Central Bank says there are 90,539 active payment breaks across Irish households

Irish banks face a “hectic” period in the final three months of the year as distressed borrowers start to come off extended coronavirus payment breaks in the coming weeks, according to one of the State’s largest stockbroking firms.

The European Banking Authority said on Monday that a blanket offering of loan payment breaks by EU lenders since March should be phased out on schedule at the end of this month, and banks should return to offering relief on a "case-by-case" basis.

"It is likely to make for a hectic [fourth quarter] in the restructuring units of the banks, but also why the banks guided a significant uplift in impairments for the full year at [their half-year] results," said Goodbody Stockbrokers analysts Eamonn Hughes and Barry Egan in a note to clients on Tuesday.


The Central Bank said last week that there were 90,539 active payment breaks across Irish households and businesses as of early September, down 40 per cent from data for the end of June, just before initial three-month payment holidays came to an end.


The level of mortgages subject to payment moratoria dropped from 11.1 per cent of the total value of Irish home loans to 6.1 per cent during the period, while the ratio for small- to medium-sized businesses declined from 22.9 per cent 17.6 per cent, it said.

“The usage of breaks should reduce as break extensions are due to expire soon, but customers on the extended [payment breaks] are likely to require more restructuring solutions than those that only utilised the initial break,” the Goodbody analysts said.

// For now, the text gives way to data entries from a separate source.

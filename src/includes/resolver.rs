//! Include extraction from C and C++ files.

use anyhow::{Context, Result};
use regex::Regex;
use std::path::Path;
use std::sync::LazyLock;

use super::canonical::CanonicalNames;

static INCLUDE_DIRECTIVE: LazyLock<Regex> = LazyLock::new(|| {
    Regex::new(r#"(?m)^[ \t]*#[ \t]*include[ \t]*[<"]([^>"\n]+)[>"]"#).expect("valid regex")
});

/// Source of include information for the header-ownership mapper.
pub trait IncludeResolver {
    /// Header paths included by `path`, in file order.
    ///
    /// # Errors
    ///
    /// Fails if the file cannot be read.
    fn includes_of(&self, path: &Path) -> Result<Vec<String>>;

    /// Third-party dependency that provides `header`, if known.
    fn canonical_dependency(&self, header: &str) -> Option<String>;
}

/// Scans `#include` directives with a regular expression.
///
/// Directives inside comments or disabled preprocessor branches are reported
/// as well; the mapper only keeps includes it can attribute.
#[derive(Debug, Clone, Default)]
pub struct SourceIncludeResolver {
    names: CanonicalNames,
}

impl SourceIncludeResolver {
    #[must_use]
    pub const fn new(names: CanonicalNames) -> Self {
        Self { names }
    }

    /// Includes found in `text`.
    #[must_use]
    pub fn scan(text: &str) -> Vec<String> {
        INCLUDE_DIRECTIVE
            .captures_iter(text)
            .map(|captures| captures[1].trim().to_string())
            .collect()
    }
}

impl IncludeResolver for SourceIncludeResolver {
    fn includes_of(&self, path: &Path) -> Result<Vec<String>> {
        let bytes = std::fs::read(path).with_context(|| format!("Failed to read {}", path.display()))?;
        Ok(Self::scan(&String::from_utf8_lossy(&bytes)))
    }

    fn canonical_dependency(&self, header: &str) -> Option<String> {
        self.names.lookup(header).map(str::to_string)
    }
}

The phasing out of the relief comes at a time when the Government has tightened coronavirus restrictions in Dublin in recent days and is said to be waiting to see if further action needs to be taken in the capital and elsewhere to try to stem a recent surge of virus cases.

Although there had been speculation earlier this month that banks may offer an extension to payment breaks at industry-level for particularly vulnerable business sectors, this has gained little traction. Borrowers can continue to apply for a first time to avail of as long as six-month payment breaks until the end of September.

"Lenders still have the discretion to extend payment breaks under their normal toolkit [for problem loans], but I think we're now probably getting to the point where it's starting to become more than a payment break," Central Bank governor Gabriel Makhlouf told The Irish Times in an interview last week, adding that banks need to focus now on restructuring problem loans that have little chance of returning to normal payments to "avoid repeating the problems of the past".


The State’s five retail banks set aside a combined €2.6 billion of provisions in the first half of the year to absorb an expected surge in bad loan losses as a result of the economic shock caused by the pandemic. It pushed the industry into loss-making territory for the first time since 2013.

Guidance from the sector suggests that the five lenders will end up taking as much as €3.6 billion of impairment charges for 2020 as a whole.

Goodbody estimates that an average of 9 per cent of mortgages across AIB and Bank of Ireland will be categories as impaired by the end of next year, including loans that were already in trouble before the coronavirus crisis. Almost 14 per cent of SME loans will likely be in the same category, it said.